Les cours d’eau européens sont en piteux état: 60% d’entre eux ne parviennent pas à atteindre l’objectif fixé par l’Union européenne en matière de pollution. Alertés par cette situation, des bénévoles équipés d’aimants puissants s’attellent à assainir les cours d’eau du continent en remontant des métaux polluants.

Du haut d’un pont ou sur une berge, l’aimant est toujours lancé en cloche, d’un mouvement fluide qui ne vise rien en particulier. Le fil tendu, le pêcheur remonte pièces de monnaie rouillées, barres en métal tordues ou vieux vélos grignotés par l’eau.

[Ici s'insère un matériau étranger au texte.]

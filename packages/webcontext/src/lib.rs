//! Bounded URL Content Pipeline
//!
//! Turns heterogeneous remote content (HTML pages, PDFs, CSVs, video
//! metadata) into bounded, LLM-ready text plus optional chart data,
//! while protecting the service from overload.
//!
//! # Design
//!
//! - **Bounded**: the crawler never runs unbounded; depth and page caps
//!   are enforced against an explicit work queue.
//! - **Deterministic heuristics**: chart detection and column
//!   classification give the same answer for the same input.
//! - **Graceful degradation**: extractors never fail — errors become
//!   readable content; the cache and rate limiter fail open when their
//!   shared store is unavailable.
//!
//! # Usage
//!
//! ```rust,ignore
//! use std::sync::Arc;
//! use webcontext::{ContextRequest, HttpFetcher, MemoryStore, Pipeline, PipelineConfig};
//!
//! let store = Arc::new(MemoryStore::new());
//! let fetcher = Arc::new(HttpFetcher::new());
//! let pipeline = Pipeline::new(store, fetcher, PipelineConfig::default());
//!
//! let request = ContextRequest::new("what does this say?", ["https://example.com/report.csv"]);
//! let bundle = pipeline.build_context(&request).await;
//! // bundle.context, bundle.sources, bundle.visualizations
//! ```
//!
//! # Modules
//!
//! - [`traits`] - Core seams ([`Fetcher`], [`KvStore`])
//! - [`types`] - Pages, extraction results, chart specs, configuration
//! - [`crawler`] - Bounded breadth-first traversal
//! - [`extractors`] - Article/PDF/CSV/video converters and dispatch
//! - [`chart`] - Tabular-structure detection
//! - [`cache`] - Content-addressed extraction cache
//! - [`ratelimit`] - Fixed-window request limiter
//! - [`pipeline`] - Orchestration and aggregation
//! - [`security`] - URL safety policy
//! - [`stores`] - Key-value store backends (memory, Redis)
//! - [`testing`] - Scripted fakes for offline tests

pub mod cache;
pub mod chart;
pub mod crawler;
pub mod error;
pub mod extractors;
pub mod pipeline;
pub mod ratelimit;
pub mod security;
pub mod stores;
pub mod testing;
pub mod traits;
pub mod types;

// Re-export core types at crate root
pub use error::{CrawlError, FetchError, SecurityError, StoreError};
pub use traits::{
    fetcher::{FetchedBody, Fetcher, HttpFetcher},
    kv::KvStore,
};
pub use types::{
    chart::{CellValue, ChartKind, ChartRow, ChartSpec},
    config::{CacheConfig, CrawlConfig, PipelineConfig, RateLimitConfig},
    extraction::{ContextBundle, ContextRequest, ExtractionResult},
    page::{CrawlTask, CrawledPage},
};

pub use cache::{CacheOutcome, ContentCache};
pub use chart::detect as detect_chart;
pub use crawler::Crawler;
pub use extractors::{classify_url, Extractor, ExtractorSet, SourceKind};
pub use pipeline::Pipeline;
pub use ratelimit::{Admission, FixedWindowLimiter};
pub use security::UrlPolicy;
pub use stores::{MemoryStore, RedisStore};
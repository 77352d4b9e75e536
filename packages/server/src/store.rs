//! The server's store selection.
//!
//! One concrete type over the backends the server can run with, so the
//! pipeline and limiter stay monomorphic. `Unconfigured` makes every
//! call fail, which the library's fail-open paths turn into degraded
//! (uncached, unlimited) operation.

use async_trait::async_trait;
use std::time::Duration;

use webcontext::error::{StoreError, StoreResult};
use webcontext::{KvStore, MemoryStore, RedisStore};

pub enum AppStore {
    Redis(RedisStore),
    /// In-process store for development and tests
    Memory(MemoryStore),
    /// No backend available; cache and limiter run degraded
    Unconfigured,
}

#[async_trait]
impl KvStore for AppStore {
    async fn get(&self, key: &str) -> StoreResult<Option<String>> {
        match self {
            AppStore::Redis(s) => s.get(key).await,
            AppStore::Memory(s) => s.get(key).await,
            AppStore::Unconfigured => Err(StoreError::Unconfigured),
        }
    }

    async fn set_ex(&self, key: &str, value: &str, ttl: Duration) -> StoreResult<()> {
        match self {
            AppStore::Redis(s) => s.set_ex(key, value, ttl).await,
            AppStore::Memory(s) => s.set_ex(key, value, ttl).await,
            AppStore::Unconfigured => Err(StoreError::Unconfigured),
        }
    }

    async fn incr(&self, key: &str) -> StoreResult<i64> {
        match self {
            AppStore::Redis(s) => s.incr(key).await,
            AppStore::Memory(s) => s.incr(key).await,
            AppStore::Unconfigured => Err(StoreError::Unconfigured),
        }
    }

    async fn expire(&self, key: &str, ttl: Duration) -> StoreResult<()> {
        match self {
            AppStore::Redis(s) => s.expire(key, ttl).await,
            AppStore::Memory(s) => s.expire(key, ttl).await,
            AppStore::Unconfigured => Err(StoreError::Unconfigured),
        }
    }
}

En quelques années, la pêche à l’aimant est passée d’un hobby partagé par quelques curieux à une véritable pratique écologique organisée qui dépollue les cours d’eau. La popularité de ce sport militant est venue de citoyens se filmant lors de leurs séances. Ils remontaient des objets insolites ou historiques, des armes de la Seconde Guerre mondiale, des grenades, douilles et balles. Une réelle chasse au trésor qui motive les plus curieux et collectionneurs.

Récolte journalière de l’ASBL Pêche Aveugl’Aimant

Ces petits groupes d’amateurs ont évolué, formant des ASBL engagées dans la lutte contre le changement climatique et pour la sauvegarde de la biodiversité. C’est le cas de l’association Pêche Aveugl’Aimant. Créée en 2019, elle regroupe une cinquantaine de bénévoles aux rôles variés. Ferrailleurs, plongeurs sous-marin et pêcheurs se réunissent chaque semaine pour nettoyer les cours d’eau de la Sarthe, du Maine et de la Loire. En trois ans d’activité, c’est plus de cinquante tonnes de métaux polluants qui ont été repêchés et expédiés au recyclage. Le président et fondateur de l’association, Jean-Philippe Brasier, a réussi à inspirer de nombreux groupes de pêcheurs à eux aussi s’organiser sous forme d’ASBL.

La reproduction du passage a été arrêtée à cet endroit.